**DATA PROVIDED:**
// Pricing module - market data for stock commodities

pub mod yahoo;

use anyhow::Result;
use chrono::NaiveDate;
use reqwest::Client;
use std::collections::{BTreeSet, HashMap};
use tracing::{debug, info, warn};

use crate::commodity::{intrinsic_values, CommodityType, CommodityValue};

#[derive(Debug, Clone, PartialEq, Eq, Hash)]
struct CacheKey {
    symbol: String,
    from: NaiveDate,
    to: NaiveDate,
}

/// Memo of fetched daily closes, owned by one ledger run.
///
/// The cache is created for a run and passed by `&mut` to whatever needs
/// prices; [`PriceCache::clear`] drops everything fetched so far.
pub struct PriceCache {
    client: Client,
    entries: HashMap<CacheKey, Vec<CommodityValue>>,
}

impl PriceCache {
    pub fn new() -> Result<Self> {
        Ok(Self::with_client(yahoo::build_client()?))
    }

    pub fn with_client(client: Client) -> Self {
        Self {
            client,
            entries: HashMap::new(),
        }
    }

    /// Seed the cache with known closes for a range
    pub fn insert(
        &mut self,
        symbol: &str,
        from: NaiveDate,
        to: NaiveDate,
        values: Vec<CommodityValue>,
    ) {
        self.entries.insert(
            CacheKey {
                symbol: symbol.to_string(),
                from,
                to,
            },
            values,
        );
    }

    /// Daily closes of `symbol` from `from` (inclusive) to `to` (exclusive)
    pub async fn daily_closes(
        &mut self,
        symbol: &str,
        from: NaiveDate,
        to: NaiveDate,
    ) -> Result<Vec<CommodityValue>> {
        let key = CacheKey {
            symbol: symbol.to_string(),
            from,
            to,
        };
        if let Some(values) = self.entries.get(&key) {
            debug!("Using cached closes for {} ({} values)", symbol, values.len());
            return Ok(values.clone());
        }

        let values = yahoo::fetch_daily_closes(&self.client, symbol, from, to).await?;
        self.entries.insert(key, values.clone());
        Ok(values)
    }

    /// Closes of every symbol, keeping at most one per `step_days` window.
    ///
    /// A symbol that cannot be fetched is skipped with a warning so the rest
    /// of the run can still complete.
    pub async fn closes(
        &mut self,
        symbols: &BTreeSet<String>,
        from: NaiveDate,
        to: NaiveDate,
        step_days: u64,
    ) -> Vec<CommodityValue> {
        let mut values = Vec::new();
        for symbol in symbols {
            match self.daily_closes(symbol, from, to).await {
                Ok(closes) => values.extend(thin(closes, from, step_days)),
                Err(e) => warn!("Skipping prices for {}: {:#}", symbol, e),
            }
        }
        values
    }

    pub fn clear(&mut self) {
        self.entries.clear();
        info!("Price cache cleared");
    }

    pub fn len(&self) -> usize {
        self.entries.len()
    }

    pub fn is_empty(&self) -> bool {
        self.entries.is_empty()
    }
}

/// First value in each `step_days` window counted from `from`
fn thin(mut values: Vec<CommodityValue>, from: NaiveDate, step_days: u64) -> Vec<CommodityValue> {
    let step = step_days.max(1) as i64;
    if step == 1 {
        return values;
    }

    values.sort();
    let mut last_window = None;
    values.retain(|v| {
        let window = (v.date - from).num_days().div_euclid(step);
        if last_window == Some(window) {
            false
        } else {
            last_window = Some(window);
            true
        }
    });
    values
}

/// Daily values of `commodities` from `start` (inclusive) to `end` (exclusive).
///
/// Intrinsics and treasury bills are generated locally; stocks come from the
/// market data provider through `cache`. Other commodities get no values here.
pub async fn market_values(
    cache: &mut PriceCache,
    commodities: &BTreeSet<String>,
    start: NaiveDate,
    end: NaiveDate,
) -> Result<Vec<CommodityValue>> {
    let mut values = intrinsic_values(commodities, start, end)?;

    let stocks: BTreeSet<String> = commodities
        .iter()
        .filter(|c| CommodityType::of(c) == CommodityType::Stock)
        .cloned()
        .collect();
    if !stocks.is_empty() {
        values.extend(cache.closes(&stocks, start, end, 1).await);
    }

    info!(
        "Resolved {} market values for {} commodities",
        values.len(),
        commodities.len()
    );
    Ok(values)
}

**YOUR INSTRUCTIONS:**
What lines above contain the string "prices"? Copy all of them.

**REPLY:**
/// prices; [`PriceCache::clear`] drops everything fetched so far.
                Err(e) => warn!("Skipping prices for {}: {:#}", symbol, e),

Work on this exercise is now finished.